[Your assignment] Extract every line below that contains the word "block".

(Stored data entries)
┌──

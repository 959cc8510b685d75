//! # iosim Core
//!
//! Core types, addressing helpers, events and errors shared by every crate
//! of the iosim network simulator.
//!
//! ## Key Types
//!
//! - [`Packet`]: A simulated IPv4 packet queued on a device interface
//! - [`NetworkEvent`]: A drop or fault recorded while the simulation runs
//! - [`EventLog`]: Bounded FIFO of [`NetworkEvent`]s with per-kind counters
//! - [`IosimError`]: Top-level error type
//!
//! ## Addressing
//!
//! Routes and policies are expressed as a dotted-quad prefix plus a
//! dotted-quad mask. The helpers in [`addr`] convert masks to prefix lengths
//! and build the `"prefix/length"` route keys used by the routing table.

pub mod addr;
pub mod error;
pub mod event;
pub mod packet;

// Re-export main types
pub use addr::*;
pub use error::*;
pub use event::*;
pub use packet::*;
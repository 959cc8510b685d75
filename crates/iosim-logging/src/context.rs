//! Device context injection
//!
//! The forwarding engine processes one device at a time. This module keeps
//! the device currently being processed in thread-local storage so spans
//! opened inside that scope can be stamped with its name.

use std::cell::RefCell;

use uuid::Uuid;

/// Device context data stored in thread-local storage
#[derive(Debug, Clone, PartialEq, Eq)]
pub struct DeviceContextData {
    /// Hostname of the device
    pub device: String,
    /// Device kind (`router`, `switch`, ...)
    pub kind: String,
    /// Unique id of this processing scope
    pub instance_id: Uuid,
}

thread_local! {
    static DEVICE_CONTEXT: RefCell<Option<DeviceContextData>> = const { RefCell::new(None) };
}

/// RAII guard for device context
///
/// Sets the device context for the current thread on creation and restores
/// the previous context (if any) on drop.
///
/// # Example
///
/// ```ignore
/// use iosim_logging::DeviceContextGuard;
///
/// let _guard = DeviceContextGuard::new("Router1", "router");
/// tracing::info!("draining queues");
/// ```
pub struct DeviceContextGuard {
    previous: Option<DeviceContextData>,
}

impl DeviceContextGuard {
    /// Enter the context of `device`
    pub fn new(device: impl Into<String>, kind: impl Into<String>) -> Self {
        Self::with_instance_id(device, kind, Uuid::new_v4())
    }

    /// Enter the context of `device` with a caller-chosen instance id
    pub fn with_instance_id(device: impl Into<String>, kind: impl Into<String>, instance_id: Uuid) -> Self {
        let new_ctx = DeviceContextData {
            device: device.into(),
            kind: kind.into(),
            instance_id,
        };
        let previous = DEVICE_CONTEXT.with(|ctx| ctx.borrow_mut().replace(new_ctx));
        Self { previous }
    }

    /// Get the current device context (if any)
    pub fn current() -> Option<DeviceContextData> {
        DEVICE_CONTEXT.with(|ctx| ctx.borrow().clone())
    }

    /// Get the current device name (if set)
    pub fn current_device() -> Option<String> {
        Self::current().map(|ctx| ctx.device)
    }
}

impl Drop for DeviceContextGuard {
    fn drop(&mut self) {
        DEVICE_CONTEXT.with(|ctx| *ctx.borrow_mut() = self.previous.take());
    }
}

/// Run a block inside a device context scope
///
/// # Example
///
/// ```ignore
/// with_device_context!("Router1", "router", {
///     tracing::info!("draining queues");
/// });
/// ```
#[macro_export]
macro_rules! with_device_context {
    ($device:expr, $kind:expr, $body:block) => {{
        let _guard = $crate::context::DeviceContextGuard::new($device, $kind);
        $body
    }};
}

└──

[Solution for this exercise]
/// Run a block inside a device context scope
    ($device:expr, $kind:expr, $body:block) => {{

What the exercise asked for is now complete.